**YOUR ASSIGNMENT:** Narrow the data below down to the lines containing "TokenSource".

Stored items
^^^^

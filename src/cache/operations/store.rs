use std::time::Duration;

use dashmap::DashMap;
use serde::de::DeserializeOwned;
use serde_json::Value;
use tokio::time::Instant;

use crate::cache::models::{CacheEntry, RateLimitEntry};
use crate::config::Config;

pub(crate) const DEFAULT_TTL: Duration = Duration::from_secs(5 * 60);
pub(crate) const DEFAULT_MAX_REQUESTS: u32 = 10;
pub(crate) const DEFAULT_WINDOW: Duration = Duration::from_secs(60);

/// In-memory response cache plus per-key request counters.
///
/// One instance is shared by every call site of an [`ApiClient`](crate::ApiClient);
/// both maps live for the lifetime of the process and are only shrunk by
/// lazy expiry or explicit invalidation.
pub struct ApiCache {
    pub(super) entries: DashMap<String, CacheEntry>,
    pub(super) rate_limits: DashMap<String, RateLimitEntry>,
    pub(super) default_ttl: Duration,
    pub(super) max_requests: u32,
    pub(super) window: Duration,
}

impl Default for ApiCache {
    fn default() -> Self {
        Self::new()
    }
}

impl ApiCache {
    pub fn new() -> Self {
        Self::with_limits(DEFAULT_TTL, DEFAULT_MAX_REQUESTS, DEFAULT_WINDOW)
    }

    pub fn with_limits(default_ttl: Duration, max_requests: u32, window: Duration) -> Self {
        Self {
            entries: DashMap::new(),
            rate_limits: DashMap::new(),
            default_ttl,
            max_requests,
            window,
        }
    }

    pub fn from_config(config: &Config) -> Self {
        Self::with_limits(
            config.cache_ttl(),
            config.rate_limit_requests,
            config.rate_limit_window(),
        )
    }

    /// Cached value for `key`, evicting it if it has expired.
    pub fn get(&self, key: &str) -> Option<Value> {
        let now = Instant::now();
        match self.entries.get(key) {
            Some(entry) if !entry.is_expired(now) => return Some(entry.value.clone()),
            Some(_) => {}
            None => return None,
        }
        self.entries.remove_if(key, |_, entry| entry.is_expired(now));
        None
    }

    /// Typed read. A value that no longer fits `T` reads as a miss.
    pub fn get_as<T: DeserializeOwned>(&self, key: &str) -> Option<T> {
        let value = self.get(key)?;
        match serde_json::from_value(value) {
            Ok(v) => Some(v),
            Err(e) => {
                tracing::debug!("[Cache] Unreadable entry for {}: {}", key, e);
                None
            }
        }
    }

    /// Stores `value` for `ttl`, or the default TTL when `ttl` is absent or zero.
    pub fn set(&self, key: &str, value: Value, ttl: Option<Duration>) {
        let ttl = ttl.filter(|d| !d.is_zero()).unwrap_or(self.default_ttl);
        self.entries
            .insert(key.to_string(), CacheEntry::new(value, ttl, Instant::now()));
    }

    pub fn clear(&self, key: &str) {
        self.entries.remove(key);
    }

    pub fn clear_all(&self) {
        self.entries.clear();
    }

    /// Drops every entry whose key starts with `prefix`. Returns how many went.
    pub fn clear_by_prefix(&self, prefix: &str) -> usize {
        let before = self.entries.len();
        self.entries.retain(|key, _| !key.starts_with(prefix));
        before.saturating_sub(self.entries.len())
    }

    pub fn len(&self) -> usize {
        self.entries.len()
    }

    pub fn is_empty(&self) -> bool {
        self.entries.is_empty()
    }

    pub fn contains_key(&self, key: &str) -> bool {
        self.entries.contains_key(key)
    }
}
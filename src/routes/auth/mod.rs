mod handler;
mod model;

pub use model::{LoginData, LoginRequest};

^^^^

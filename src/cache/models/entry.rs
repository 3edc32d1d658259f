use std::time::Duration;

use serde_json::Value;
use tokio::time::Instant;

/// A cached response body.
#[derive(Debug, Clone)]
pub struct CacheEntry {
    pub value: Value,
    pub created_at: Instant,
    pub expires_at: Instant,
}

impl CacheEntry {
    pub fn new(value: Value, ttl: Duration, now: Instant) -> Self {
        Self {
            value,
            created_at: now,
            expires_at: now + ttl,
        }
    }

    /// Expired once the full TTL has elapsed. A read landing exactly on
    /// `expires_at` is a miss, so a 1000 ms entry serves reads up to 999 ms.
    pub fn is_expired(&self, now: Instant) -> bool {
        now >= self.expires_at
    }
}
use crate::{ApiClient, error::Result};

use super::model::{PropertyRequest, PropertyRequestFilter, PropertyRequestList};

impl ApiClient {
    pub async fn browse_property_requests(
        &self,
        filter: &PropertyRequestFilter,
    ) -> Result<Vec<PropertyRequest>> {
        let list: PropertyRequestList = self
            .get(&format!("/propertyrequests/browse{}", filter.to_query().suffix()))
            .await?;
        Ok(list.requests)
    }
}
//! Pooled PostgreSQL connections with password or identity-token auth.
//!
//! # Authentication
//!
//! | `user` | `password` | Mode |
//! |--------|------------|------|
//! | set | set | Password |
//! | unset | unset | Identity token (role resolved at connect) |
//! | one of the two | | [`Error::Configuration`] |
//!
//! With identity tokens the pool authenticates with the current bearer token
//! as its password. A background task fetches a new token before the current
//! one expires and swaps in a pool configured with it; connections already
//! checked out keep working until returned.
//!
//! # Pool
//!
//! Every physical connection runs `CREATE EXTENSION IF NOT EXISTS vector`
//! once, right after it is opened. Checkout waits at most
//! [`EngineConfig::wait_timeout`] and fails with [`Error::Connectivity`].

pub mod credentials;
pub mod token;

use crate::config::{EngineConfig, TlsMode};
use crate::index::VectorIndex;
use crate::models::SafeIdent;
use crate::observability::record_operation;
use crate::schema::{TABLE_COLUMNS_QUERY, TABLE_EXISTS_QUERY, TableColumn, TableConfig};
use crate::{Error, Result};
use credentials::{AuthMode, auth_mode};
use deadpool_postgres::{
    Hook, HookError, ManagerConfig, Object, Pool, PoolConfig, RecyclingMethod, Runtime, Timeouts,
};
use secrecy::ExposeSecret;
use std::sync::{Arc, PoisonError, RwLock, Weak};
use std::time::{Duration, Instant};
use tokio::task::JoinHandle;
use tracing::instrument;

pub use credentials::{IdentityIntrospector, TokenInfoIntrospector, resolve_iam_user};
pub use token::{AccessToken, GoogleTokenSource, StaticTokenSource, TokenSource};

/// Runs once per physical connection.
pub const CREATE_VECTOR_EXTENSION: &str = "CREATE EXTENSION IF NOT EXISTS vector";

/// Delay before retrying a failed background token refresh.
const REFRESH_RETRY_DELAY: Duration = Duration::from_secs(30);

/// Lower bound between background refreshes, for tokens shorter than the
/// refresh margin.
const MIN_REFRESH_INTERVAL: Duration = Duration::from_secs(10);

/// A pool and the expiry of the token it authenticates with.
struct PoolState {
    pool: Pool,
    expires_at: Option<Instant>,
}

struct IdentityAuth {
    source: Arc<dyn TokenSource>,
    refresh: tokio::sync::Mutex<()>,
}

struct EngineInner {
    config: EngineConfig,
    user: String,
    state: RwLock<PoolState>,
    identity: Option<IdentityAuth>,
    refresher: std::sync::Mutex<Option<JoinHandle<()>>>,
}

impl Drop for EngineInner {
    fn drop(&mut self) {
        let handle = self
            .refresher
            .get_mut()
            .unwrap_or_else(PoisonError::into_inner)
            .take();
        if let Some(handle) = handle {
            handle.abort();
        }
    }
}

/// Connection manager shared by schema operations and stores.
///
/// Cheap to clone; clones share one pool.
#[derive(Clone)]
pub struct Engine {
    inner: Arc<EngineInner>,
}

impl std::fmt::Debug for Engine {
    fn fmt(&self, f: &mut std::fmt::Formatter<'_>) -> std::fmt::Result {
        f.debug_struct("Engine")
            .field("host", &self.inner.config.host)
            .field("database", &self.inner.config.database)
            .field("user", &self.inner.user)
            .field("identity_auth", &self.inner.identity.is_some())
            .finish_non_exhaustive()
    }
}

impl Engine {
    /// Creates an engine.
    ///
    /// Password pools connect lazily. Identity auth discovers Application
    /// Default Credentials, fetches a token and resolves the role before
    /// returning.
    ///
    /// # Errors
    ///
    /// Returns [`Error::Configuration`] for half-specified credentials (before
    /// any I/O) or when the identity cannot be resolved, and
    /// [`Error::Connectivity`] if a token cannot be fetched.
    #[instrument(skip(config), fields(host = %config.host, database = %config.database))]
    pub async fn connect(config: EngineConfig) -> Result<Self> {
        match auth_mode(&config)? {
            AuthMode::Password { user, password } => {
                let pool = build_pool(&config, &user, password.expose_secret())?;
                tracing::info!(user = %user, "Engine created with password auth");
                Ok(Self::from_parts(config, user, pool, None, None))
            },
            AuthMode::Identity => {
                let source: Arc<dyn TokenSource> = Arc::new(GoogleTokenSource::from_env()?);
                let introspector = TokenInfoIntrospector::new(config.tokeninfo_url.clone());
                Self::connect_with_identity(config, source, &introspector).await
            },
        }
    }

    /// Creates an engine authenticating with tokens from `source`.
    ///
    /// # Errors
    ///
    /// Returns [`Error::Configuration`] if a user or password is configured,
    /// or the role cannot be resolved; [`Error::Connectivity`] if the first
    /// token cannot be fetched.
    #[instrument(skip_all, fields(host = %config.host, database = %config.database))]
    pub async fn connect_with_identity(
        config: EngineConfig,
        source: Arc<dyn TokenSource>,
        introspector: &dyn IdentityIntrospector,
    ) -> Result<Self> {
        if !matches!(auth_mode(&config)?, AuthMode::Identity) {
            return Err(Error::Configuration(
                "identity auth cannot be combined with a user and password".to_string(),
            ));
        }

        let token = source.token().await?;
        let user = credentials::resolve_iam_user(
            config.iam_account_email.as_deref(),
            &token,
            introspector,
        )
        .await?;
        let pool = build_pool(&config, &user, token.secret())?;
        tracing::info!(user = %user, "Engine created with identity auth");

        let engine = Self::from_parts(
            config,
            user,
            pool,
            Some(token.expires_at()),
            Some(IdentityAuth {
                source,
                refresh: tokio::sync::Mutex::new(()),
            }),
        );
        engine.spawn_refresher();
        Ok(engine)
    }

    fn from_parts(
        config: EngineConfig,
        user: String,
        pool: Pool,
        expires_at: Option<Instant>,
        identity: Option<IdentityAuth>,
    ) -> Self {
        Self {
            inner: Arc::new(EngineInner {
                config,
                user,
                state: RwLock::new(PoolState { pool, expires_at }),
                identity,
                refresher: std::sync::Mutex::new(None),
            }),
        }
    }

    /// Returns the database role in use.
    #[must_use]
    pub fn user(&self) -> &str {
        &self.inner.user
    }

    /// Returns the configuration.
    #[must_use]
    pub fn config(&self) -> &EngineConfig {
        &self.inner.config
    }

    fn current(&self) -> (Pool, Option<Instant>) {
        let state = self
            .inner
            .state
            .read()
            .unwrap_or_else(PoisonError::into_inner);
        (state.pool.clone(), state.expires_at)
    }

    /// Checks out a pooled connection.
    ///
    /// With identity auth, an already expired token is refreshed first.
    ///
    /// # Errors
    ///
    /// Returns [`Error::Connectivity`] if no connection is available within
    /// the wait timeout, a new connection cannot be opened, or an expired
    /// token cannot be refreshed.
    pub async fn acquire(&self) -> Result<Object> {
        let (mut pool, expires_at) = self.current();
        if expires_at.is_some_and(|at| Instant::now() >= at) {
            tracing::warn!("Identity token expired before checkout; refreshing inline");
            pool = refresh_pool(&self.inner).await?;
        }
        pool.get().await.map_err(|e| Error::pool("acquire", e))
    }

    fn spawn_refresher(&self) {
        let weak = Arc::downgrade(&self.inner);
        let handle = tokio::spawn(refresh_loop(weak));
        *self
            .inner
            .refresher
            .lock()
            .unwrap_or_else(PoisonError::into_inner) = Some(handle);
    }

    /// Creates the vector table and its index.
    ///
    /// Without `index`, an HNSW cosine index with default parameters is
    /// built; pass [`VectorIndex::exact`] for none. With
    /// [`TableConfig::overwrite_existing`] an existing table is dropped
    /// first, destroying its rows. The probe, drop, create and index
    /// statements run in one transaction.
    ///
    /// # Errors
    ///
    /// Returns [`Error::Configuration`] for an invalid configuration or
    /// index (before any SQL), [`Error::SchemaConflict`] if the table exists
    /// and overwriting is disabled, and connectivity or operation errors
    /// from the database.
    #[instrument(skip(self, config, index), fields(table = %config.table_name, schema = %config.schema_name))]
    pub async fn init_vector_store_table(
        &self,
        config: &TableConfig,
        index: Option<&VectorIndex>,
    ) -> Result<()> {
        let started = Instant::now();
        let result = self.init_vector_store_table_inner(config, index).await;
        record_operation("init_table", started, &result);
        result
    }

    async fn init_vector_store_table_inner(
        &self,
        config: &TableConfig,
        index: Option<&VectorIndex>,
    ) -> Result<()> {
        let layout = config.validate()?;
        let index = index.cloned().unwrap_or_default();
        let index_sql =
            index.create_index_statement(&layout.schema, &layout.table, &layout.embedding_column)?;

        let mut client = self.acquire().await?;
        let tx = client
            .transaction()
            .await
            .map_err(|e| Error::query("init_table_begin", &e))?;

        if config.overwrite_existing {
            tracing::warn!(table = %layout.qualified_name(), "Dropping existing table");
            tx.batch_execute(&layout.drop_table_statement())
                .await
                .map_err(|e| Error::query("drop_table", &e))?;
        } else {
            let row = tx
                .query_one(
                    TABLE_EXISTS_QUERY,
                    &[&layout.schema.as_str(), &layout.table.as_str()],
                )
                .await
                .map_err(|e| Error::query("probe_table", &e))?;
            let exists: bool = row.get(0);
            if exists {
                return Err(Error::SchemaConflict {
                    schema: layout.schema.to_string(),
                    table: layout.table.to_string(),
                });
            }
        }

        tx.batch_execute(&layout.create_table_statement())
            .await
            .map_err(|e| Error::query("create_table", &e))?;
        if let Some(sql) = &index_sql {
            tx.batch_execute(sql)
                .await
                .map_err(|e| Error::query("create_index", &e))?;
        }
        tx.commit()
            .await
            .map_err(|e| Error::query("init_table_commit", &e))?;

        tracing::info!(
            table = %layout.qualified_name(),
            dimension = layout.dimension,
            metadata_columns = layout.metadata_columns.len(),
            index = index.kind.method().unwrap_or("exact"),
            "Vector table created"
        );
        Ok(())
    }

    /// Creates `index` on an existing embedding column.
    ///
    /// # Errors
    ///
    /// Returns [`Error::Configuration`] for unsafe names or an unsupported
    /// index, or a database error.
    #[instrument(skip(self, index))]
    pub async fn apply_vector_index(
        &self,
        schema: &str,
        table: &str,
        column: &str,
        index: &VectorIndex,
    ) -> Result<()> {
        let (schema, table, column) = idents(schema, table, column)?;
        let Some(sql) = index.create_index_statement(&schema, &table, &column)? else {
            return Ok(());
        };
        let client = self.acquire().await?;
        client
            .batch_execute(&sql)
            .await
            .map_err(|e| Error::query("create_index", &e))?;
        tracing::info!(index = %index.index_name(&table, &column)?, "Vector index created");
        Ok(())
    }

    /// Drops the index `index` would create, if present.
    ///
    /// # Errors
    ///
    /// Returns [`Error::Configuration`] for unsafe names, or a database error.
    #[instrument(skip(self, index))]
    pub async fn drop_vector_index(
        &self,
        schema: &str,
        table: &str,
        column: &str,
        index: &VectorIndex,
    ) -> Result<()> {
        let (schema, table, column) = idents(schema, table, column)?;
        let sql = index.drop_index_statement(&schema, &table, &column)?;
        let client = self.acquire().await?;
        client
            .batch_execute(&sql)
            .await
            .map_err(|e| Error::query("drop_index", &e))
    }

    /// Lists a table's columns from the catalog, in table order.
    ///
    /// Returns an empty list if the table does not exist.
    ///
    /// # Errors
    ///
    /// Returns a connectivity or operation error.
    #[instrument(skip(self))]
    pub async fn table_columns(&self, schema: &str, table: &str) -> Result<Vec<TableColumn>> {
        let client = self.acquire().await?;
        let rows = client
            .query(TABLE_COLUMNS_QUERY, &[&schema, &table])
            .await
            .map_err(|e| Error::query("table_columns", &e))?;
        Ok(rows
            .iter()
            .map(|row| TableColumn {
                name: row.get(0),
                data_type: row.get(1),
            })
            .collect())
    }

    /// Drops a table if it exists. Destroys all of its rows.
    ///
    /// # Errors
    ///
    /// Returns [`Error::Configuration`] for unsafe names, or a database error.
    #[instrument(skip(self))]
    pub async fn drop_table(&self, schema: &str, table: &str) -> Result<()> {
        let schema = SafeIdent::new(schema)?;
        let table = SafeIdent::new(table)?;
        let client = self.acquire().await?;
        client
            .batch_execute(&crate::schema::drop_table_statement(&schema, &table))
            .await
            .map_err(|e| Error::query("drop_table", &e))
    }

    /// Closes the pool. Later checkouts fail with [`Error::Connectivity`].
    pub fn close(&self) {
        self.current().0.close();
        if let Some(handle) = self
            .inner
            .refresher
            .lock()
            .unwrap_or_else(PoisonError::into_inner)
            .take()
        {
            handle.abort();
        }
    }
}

^^^^

**RESPONSE AREA:**
pub use token::{AccessToken, GoogleTokenSource, StaticTokenSource, TokenSource};
    source: Arc<dyn TokenSource>,
                let source: Arc<dyn TokenSource> = Arc::new(GoogleTokenSource::from_env()?);
        source: Arc<dyn TokenSource>,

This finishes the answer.